START Extracted data

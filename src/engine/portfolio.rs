//! Read side: positions, valuation, leaderboard and reconciliation.
//!
//! Nothing here writes balances. Every figure is re-derived from the trade
//! log and the price cache at call time.

use super::core::Engine;
use super::results::{AuditReport, EngineError, Portfolio};
use crate::events::{EventPayload, ReconciliationFailedEvent};
use crate::leaderboard::{self, Leaderboard, Standing};
use crate::ledger;
use crate::participant::Participant;
use crate::store::LedgerSnapshot;
use crate::tournament::{Tournament, TournamentStatus};
use crate::trade::Trade;
use crate::types::{ParticipantKey, Timestamp, TokenAddress, TournamentId, WalletId};
use crate::valuation::{self, Valuation};
use rust_decimal::Decimal;
use std::collections::BTreeMap;
use tracing::{debug, error};

impl Engine {
    pub fn compute_position(
        &self,
        tournament_id: TournamentId,
        wallet: &WalletId,
        token: &TokenAddress,
    ) -> Result<Decimal, EngineError> {
        let (_, trades) = self.participant_with_trades(&ParticipantKey::new(tournament_id, wallet.clone()))?;
        Ok(ledger::compute_position(&trades, token)?)
    }

    /// Strictly positive holdings only.
    pub fn compute_all_positions(
        &self,
        tournament_id: TournamentId,
        wallet: &WalletId,
    ) -> Result<BTreeMap<TokenAddress, Decimal>, EngineError> {
        let (_, trades) = self.participant_with_trades(&ParticipantKey::new(tournament_id, wallet.clone()))?;
        Ok(ledger::compute_all_positions(&trades)?)
    }

    pub fn valuate(&self, tournament_id: TournamentId, wallet: &WalletId) -> Result<Valuation, EngineError> {
        let (participant, trades) = self.participant_with_trades(&ParticipantKey::new(tournament_id, wallet.clone()))?;
        self.valuate_participant(&participant, &trades, self.now())
    }

    pub fn get_portfolio(&self, tournament_id: TournamentId, wallet: &WalletId) -> Result<Portfolio, EngineError> {
        let (participant, trades) = self.participant_with_trades(&ParticipantKey::new(tournament_id, wallet.clone()))?;
        let valuation = self.valuate_participant(&participant, &trades, self.now())?;
        Ok(Portfolio {
            tournament_id,
            wallet: wallet.clone(),
            starting_balance: participant.starting_balance,
            profit: valuation.total_equity.sub(participant.starting_balance),
            trade_count: participant.trade_count,
            valuation,
        })
    }

    /// Live ranking while trading is open; the frozen final board once ENDED.
    pub fn get_leaderboard(&self, tournament_id: TournamentId) -> Result<Leaderboard, EngineError> {
        let tournament = self.get_tournament(tournament_id)?;
        if matches!(tournament.status, TournamentStatus::Ended | TournamentStatus::Settled) {
            return self.store.final_leaderboard(tournament_id).ok_or_else(|| {
                EngineError::InvariantViolation(format!("{tournament_id} is {} without a frozen leaderboard", tournament.status))
            });
        }
        let snapshot = self.store.ledger_snapshot(tournament_id);
        self.compute_leaderboard(&tournament, &snapshot, self.now(), false)
    }

    /// Re-derive cash and positions from the trade log and compare with the
    /// stored balance.
    pub fn audit_participant(&self, tournament_id: TournamentId, wallet: &WalletId) -> Result<AuditReport, EngineError> {
        let key = ParticipantKey::new(tournament_id, wallet.clone());
        let (participant, trades) = self.participant_with_trades(&key)?;

        let checked = ledger::derive_cash(participant.starting_balance, &trades)
            .and_then(|cash| Ok((cash, ledger::compute_all_positions(&trades)?)));
        let (derived_cash, positions) = match checked {
            Ok(derived) => derived,
            Err(e) => {
                self.report_drift(&key, e.to_string());
                return Err(e.into());
            }
        };

        if derived_cash != participant.cash_balance {
            let reason = format!(
                "stored cash {} but trade log implies {}",
                participant.cash_balance, derived_cash
            );
            self.report_drift(&key, reason.clone());
            return Err(EngineError::InvariantViolation(reason));
        }
        if participant.trade_count != trades.len() as u64 {
            let reason = format!(
                "stored trade count {} but log holds {}",
                participant.trade_count,
                trades.len()
            );
            self.report_drift(&key, reason.clone());
            return Err(EngineError::InvariantViolation(reason));
        }

        debug!(key = %key, cash = %derived_cash, trades = trades.len(), "participant reconciled");
        Ok(AuditReport {
            key,
            stored_cash: participant.cash_balance,
            derived_cash,
            positions,
            trade_count: trades.len(),
        })
    }

    fn report_drift(&self, key: &ParticipantKey, reason: String) {
        error!(key = %key, %reason, "reconciliation failed");
        self.emit_event(EventPayload::ReconciliationFailed(ReconciliationFailedEvent {
            tournament_id: key.tournament_id,
            wallet: key.wallet.clone(),
            reason,
        }));
    }

    // `trades` must come from the same store read as `participant`
    fn valuate_participant(&self, participant: &Participant, trades: &[Trade], now: Timestamp) -> Result<Valuation, EngineError> {
        let holdings = ledger::compute_holdings(trades)?;
        Ok(valuation::valuate(
            participant.cash_balance,
            &holdings,
            &self.prices,
            now,
            self.config.max_quote_age_ms,
        )?)
    }

    // 8.3: pull-model ranking over one consistent snapshot, valued at `now`
    pub(super) fn compute_leaderboard(
        &self,
        tournament: &Tournament,
        snapshot: &LedgerSnapshot,
        now: Timestamp,
        frozen: bool,
    ) -> Result<Leaderboard, EngineError> {
        let mut standings = Vec::with_capacity(snapshot.entries.len());
        for (participant, trades) in &snapshot.entries {
            let valuation = self.valuate_participant(participant, trades, now)?;
            standings.push(Standing {
                has_stale_prices: valuation.has_stale_prices(),
                wallet: participant.wallet.clone(),
                entry_currency: participant.entry_currency,
                starting_balance: participant.starting_balance,
                total_equity: valuation.total_equity,
                joined_at: participant.joined_at,
            });
        }

        Ok(Leaderboard {
            tournament_id: tournament.id,
            entries: leaderboard::rank(standings),
            computed_at: now,
            frozen,
        })
    }
}
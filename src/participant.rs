//! Participant and cash management.
//!
//! A participant holds virtual cash only. Token holdings are never stored
//! here; they are derived from the trade log by the ledger.

use crate::types::{Amount, Currency, ParticipantKey, Side, Timestamp, TournamentId, WalletId};
use serde::{Deserialize, Serialize};

#[derive(Debug, Clone, PartialEq, Eq, Serialize, Deserialize)]
pub struct Participant {
    pub tournament_id: TournamentId,
    pub wallet: WalletId,
    pub entry_currency: Currency,
    pub starting_balance: Amount,
    pub cash_balance: Amount,
    pub joined_at: Timestamp,
    /// Bumped by the store on every balance write. Used as the optimistic
    /// precondition for the next write.
    pub version: u64,
    pub trade_count: u64,
    pub final_rank: Option<u32>,
    pub final_equity: Option<Amount>,
    pub primary_prize: Option<Amount>,
    pub bonus_prize: Option<Amount>,
}

impl Participant {
    pub fn new(
        tournament_id: TournamentId,
        wallet: WalletId,
        entry_currency: Currency,
        starting_balance: Amount,
        joined_at: Timestamp,
    ) -> Self {
        Self {
            tournament_id,
            wallet,
            entry_currency,
            starting_balance,
            cash_balance: starting_balance,
            joined_at,
            version: 0,
            trade_count: 0,
            final_rank: None,
            final_equity: None,
            primary_prize: None,
            bonus_prize: None,
        }
    }

    pub fn key(&self) -> ParticipantKey {
        ParticipantKey::new(self.tournament_id, self.wallet.clone())
    }

    pub fn debit(&mut self, amount: Amount) -> Result<(), ParticipantError> {
        if amount > self.cash_balance {
            return Err(ParticipantError::InsufficientBalance {
                requested: amount,
                available: self.cash_balance,
            });
        }
        self.cash_balance = self.cash_balance.sub(amount);
        Ok(())
    }

    pub fn credit(&mut self, amount: Amount) -> Result<(), ParticipantError> {
        self.cash_balance = self
            .cash_balance
            .checked_add(amount)
            .ok_or(ParticipantError::BalanceOverflow { amount })?;
        Ok(())
    }

    /// Cash side of a fill. Returns the balance after the trade.
    pub fn apply_fill(&mut self, side: Side, total_value: Amount) -> Result<Amount, ParticipantError> {
        match side {
            Side::Buy => self.debit(total_value)?,
            Side::Sell => self.credit(total_value)?,
        }
        self.trade_count += 1;
        Ok(self.cash_balance)
    }

    pub fn record_final(&mut self, rank: u32, equity: Amount, primary: Amount, bonus: Amount) {
        self.final_rank = Some(rank);
        self.final_equity = Some(equity);
        self.primary_prize = Some(primary);
        self.bonus_prize = Some(bonus);
    }
}

#[derive(Debug, Clone, PartialEq, Eq, thiserror::Error)]
pub enum ParticipantError {
    #[error("Insufficient balance: requested {requested}, available {available}")]
    InsufficientBalance { requested: Amount, available: Amount },

    #[error("Crediting {amount} would overflow the balance")]
    BalanceOverflow { amount: Amount },
}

END Extracted data

When a line of the records holds the word "AuditReport", copy that line.

■ **Result for this task**:
use super::results::{AuditReport, EngineError, Portfolio};
    pub fn audit_participant(&self, tournament_id: TournamentId, wallet: &WalletId) -> Result<AuditReport, EngineError> {
        Ok(AuditReport {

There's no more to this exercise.